The Bonds will be fully and unconditionally guaranteed by Naspers. An application has been
made for the admission of the Bonds to listing on the Official List and trading on the Global
Exchange Market of the Irish Stock Exchange.

The net proceeds will be used for general corporate purposes, including future acquisitions and
the repayment of certain amounts outstanding under the Naspers group's revolving credit
facilities.


CAPE TOWN

12 July 2013
Sponsor
Investec Bank Limited


Contact

For further information, please contact:

Meloy Horn                                                            Steve Pacak
Head of Investor Relations                                            Group Chief Financial Officer
Naspers                                                               Naspers
+27 11 289 3320                                                       +27 21 406 3585
+27 82 772 7123                                                       +27 83 2 500 006
Meloy.horn@naspers.com                                                spacak@naspers.com


Cautionary Statement

The Notes will be offered in a private placement only to qualified institutional buyers pursuant to Rule 144A and to non-U.S. persons
outside the United States pursuant to Regulation S under the U.S. Securities Act of 1933, as amended (the “Securities Act”), subject to
prevailing market and other conditions. There is no assurance that the offering will be completed or, if completed, as to the terms on
which it is completed. The Notes to be offered have not been registered under the Securities Act or the securities laws of any other
jurisdiction and may not be offered or sold in the United States absent registration or unless pursuant to an applicable exemption from
the registration requirements of the Securities Act and any other applicable securities laws. This press release is for information
purposes only and does not constitute an offer to sell or the solicitation of an offer to buy the Notes, nor shall it constitute an offer,
solicitation or sale in any jurisdiction in which such offer, solicitation or sale would be unlawful.
This press release does not constitute and shall not, in any circumstances, constitute a public offering nor an invitation to the public in
connection with any offer within the meaning of the Directive 2010/73/EU of the Parliament and Council of November 4, 2003 as
implemented by the Member States of the European Economic Area (the “Prospectus Directive”). Any offer and sale of the notes will
be made pursuant to an exemption under the Prospectus Directive, as implemented in Member States of the European Economic Area,
from the requirement to produce a prospectus for offers of securities.

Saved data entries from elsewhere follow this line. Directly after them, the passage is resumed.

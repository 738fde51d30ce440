//! Namespace backend server.
//!
//! Configure with flags or environment variables (see `--help`); a `.env` file is loaded first.
//! Logging follows `RUST_LOG` and defaults to `namespace_backend=info`.

use clap::Parser;
use namespace_backend::{
    app, check_variant_columns, connect_pool, load_namespace_file, run_init_script, AppState,
    ConfigError, Settings,
};
use tokio::net::TcpListener;

#[tokio::main]
async fn main() -> Result<(), Box<dyn std::error::Error>> {
    dotenvy::dotenv().ok();
    tracing_subscriber::fmt()
        .with_env_filter(
            tracing_subscriber::EnvFilter::try_from_default_env()
                .unwrap_or_else(|_| tracing_subscriber::EnvFilter::new("namespace_backend=info")),
        )
        .init();

    let settings = Settings::parse();
    let pool = connect_pool(&settings).await?;
    if let Some(script) = &settings.init_sql {
        run_init_script(&pool, script).await?;
    }

    let namespace = load_namespace_file(&settings.namespace).await?;
    for endpoint in namespace.endpoints() {
        tracing::info!(
            path = %format!("/{}", endpoint.path.join("/")),
            params = ?endpoint.params,
            role = %endpoint.role,
            "endpoint"
        );
    }

    if settings.no_variant_column_check {
        tracing::info!("variant column check skipped");
    } else {
        let issues = check_variant_columns(&pool, &namespace).await?;
        for issue in &issues {
            tracing::warn!("{}", issue);
        }
        if settings.strict_variant_columns && !issues.is_empty() {
            return Err(ConfigError::Validation(format!(
                "{} variant column mismatch(es)",
                issues.len()
            ))
            .into());
        }
    }

    let port = settings.port;
    let state = AppState::new(pool, namespace, settings);
    let listener = TcpListener::bind(("0.0.0.0", port)).await?;
    tracing::info!("listening on http://{}", listener.local_addr()?);
    axum::serve(listener, app(state)).await?;
    Ok(())
}
//! Order parameter values to match the template's positional markers.

use crate::config::{ContextKey, DeclaredParam};
use crate::error::ResolveError;
use crate::resolve::variant::Candidate;
use crate::resolve::{Caller, Params};
use serde_json::Value;

/// One value per declared parameter, in declaration order. Context parameters come
/// from `caller`, never from `supplied`. Values are never spliced into the template.
pub fn bind_params(
    candidate: &Candidate<'_>,
    supplied: &Params,
    caller: &Caller,
    path: &str,
) -> Result<Vec<Value>, ResolveError> {
    candidate
        .params
        .iter()
        .map(|param| match param {
            DeclaredParam::Context(key) => Ok(context_value(*key, caller)),
            DeclaredParam::Caller(name) => supplied.get(name).cloned().ok_or_else(|| {
                // Selection already checked the name set; reaching here is a bug.
                tracing::error!(path, param = %name, "declared parameter missing after selection");
                ResolveError::Binding {
                    path: path.to_string(),
                    name: name.clone(),
                }
            }),
        })
        .collect()
}

fn context_value(key: ContextKey, caller: &Caller) -> Value {
    match key {
        ContextKey::CallerIdentity => caller
            .identity
            .as_ref()
            .map(|id| Value::String(id.clone()))
            .unwrap_or(Value::Null),
    }
}
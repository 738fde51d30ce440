//! Walk the namespace by path segments.

use crate::config::{NamespaceTree, Node};
use crate::error::ResolveError;

/// Descend from the root directory through `children` one segment at a time.
/// Fails on an empty path, an unknown key, or a segment left over after a non-directory node.
pub fn resolve_path<'t, S: AsRef<str>>(
    tree: &'t NamespaceTree,
    segments: &[S],
) -> Result<&'t Node, ResolveError> {
    let first = segments.first().ok_or(ResolveError::EmptyPath)?;
    let mut current = tree
        .root
        .child(first.as_ref())
        .ok_or_else(|| not_found(segments, 0))?;
    for (i, segment) in segments.iter().enumerate().skip(1) {
        current = match current {
            Node::Directory(dir) => dir
                .child(segment.as_ref())
                .ok_or_else(|| not_found(segments, i))?,
            Node::Leaf(_) | Node::Variants(_) => return Err(not_found(segments, i)),
        };
    }
    Ok(current)
}

fn not_found<S: AsRef<str>>(segments: &[S], index: usize) -> ResolveError {
    ResolveError::NotFound {
        segment: segments[index].as_ref().to_string(),
        remaining: segments[index..]
            .iter()
            .map(AsRef::as_ref)
            .collect::<Vec<_>>()
            .join("/"),
    }
}
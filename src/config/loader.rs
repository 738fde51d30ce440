//! Load the namespace from a file, string or JSON value into an immutable tree.

use crate::config::resolved::{
    ContextKey, DeclaredParam, Directory, Leaf, NamespaceTree, Node, CONTEXT_PARAM_MARKER,
};
use crate::config::types::{RawNode, RawQuery};
use crate::config::validator::{display_path, validate};
use crate::error::ConfigError;
use std::collections::HashMap;
use std::path::Path;

/// Read and resolve a namespace JSON file.
pub async fn load_namespace_file(path: impl AsRef<Path>) -> Result<NamespaceTree, ConfigError> {
    let path = path.as_ref();
    let text = tokio::fs::read_to_string(path)
        .await
        .map_err(|e| ConfigError::Load(format!("{}: {}", path.display(), e)))?;
    load_namespace_str(&text)
}

pub fn load_namespace_str(text: &str) -> Result<NamespaceTree, ConfigError> {
    let raw: RawNode = serde_json::from_str(text)?;
    resolve_namespace(&raw)
}

pub fn load_namespace_value(value: serde_json::Value) -> Result<NamespaceTree, ConfigError> {
    let raw: RawNode = serde_json::from_value(value)?;
    resolve_namespace(&raw)
}

/// Validate, then normalize every node once: explicit params, explicit role, typed context params.
pub fn resolve_namespace(raw: &RawNode) -> Result<NamespaceTree, ConfigError> {
    validate(raw)?;
    let RawNode::Object(root) = raw else {
        return Err(ConfigError::RootNotDirectory);
    };
    let mut path = Vec::new();
    let root = resolve_directory(root, None, &mut path)?;
    let tree = NamespaceTree { root };
    tracing::debug!(endpoints = tree.endpoints().len(), "namespace resolved");
    Ok(tree)
}

fn resolve_node(
    node: &RawNode,
    inherited_role: Option<&str>,
    path: &mut Vec<String>,
) -> Result<Node, ConfigError> {
    match node {
        RawNode::Object(obj) if obj.children.is_some() => {
            Ok(Node::Directory(resolve_directory(obj, inherited_role, path)?))
        }
        RawNode::Object(obj) => Ok(Node::Leaf(resolve_leaf(obj, inherited_role, path)?)),
        RawNode::Variants(variants) => variants
            .iter()
            .map(|v| resolve_leaf(v, inherited_role, path))
            .collect::<Result<Vec<_>, _>>()
            .map(Node::Variants),
    }
}

fn resolve_directory(
    obj: &RawQuery,
    inherited_role: Option<&str>,
    path: &mut Vec<String>,
) -> Result<Directory, ConfigError> {
    // The root is never addressed itself, so it only needs a role to hand down.
    let role = if path.is_empty() {
        obj.role.clone().unwrap_or_default()
    } else {
        effective_role(obj, inherited_role, path)?
    };
    let child_role = obj.role.as_deref().or(inherited_role);
    let params = resolve_params(obj.params.as_deref().unwrap_or(&[]), path)?;
    let raw_children = obj.children.as_ref().map(|c| c.0.as_slice()).unwrap_or(&[]);
    let mut children = HashMap::with_capacity(raw_children.len());
    let mut order = Vec::with_capacity(raw_children.len());
    for (key, child) in raw_children {
        path.push(key.clone());
        let node = resolve_node(child, child_role, path)?;
        path.pop();
        if children.insert(key.clone(), node).is_some() {
            return Err(ConfigError::DuplicateChild(key.clone()));
        }
        order.push(key.clone());
    }
    Ok(Directory {
        query: obj.query.clone(),
        params,
        role,
        children,
        order,
    })
}

fn resolve_leaf(
    obj: &RawQuery,
    inherited_role: Option<&str>,
    path: &[String],
) -> Result<Leaf, ConfigError> {
    let query = obj.query.clone().ok_or_else(|| ConfigError::EmptyNode {
        path: display_path(path),
    })?;
    Ok(Leaf {
        query,
        params: resolve_params(obj.params.as_deref().unwrap_or(&[]), path)?,
        role: effective_role(obj, inherited_role, path)?,
    })
}

fn effective_role(
    obj: &RawQuery,
    inherited_role: Option<&str>,
    path: &[String],
) -> Result<String, ConfigError> {
    obj.role
        .as_deref()
        .or(inherited_role)
        .map(String::from)
        .ok_or_else(|| ConfigError::MissingRole {
            path: display_path(path),
        })
}

fn resolve_params(params: &[String], path: &[String]) -> Result<Vec<DeclaredParam>, ConfigError> {
    params
        .iter()
        .map(|p| match p.strip_prefix(CONTEXT_PARAM_MARKER) {
            Some(name) => ContextKey::from_name(name).map(DeclaredParam::Context).ok_or_else(|| {
                ConfigError::UnknownContextParam {
                    path: display_path(path),
                    name: name.to_string(),
                }
            }),
            None => Ok(DeclaredParam::Caller(p.clone())),
        })
        .collect()
}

This press release may include projections and other “forward-looking” statements within the meaning of applicable securities laws.
Any such projections or statements reflect the current views of Naspers about further events and financial performance. No assurances
can be given that such events or performance will occur as projected and actual results may differ materially from these projections.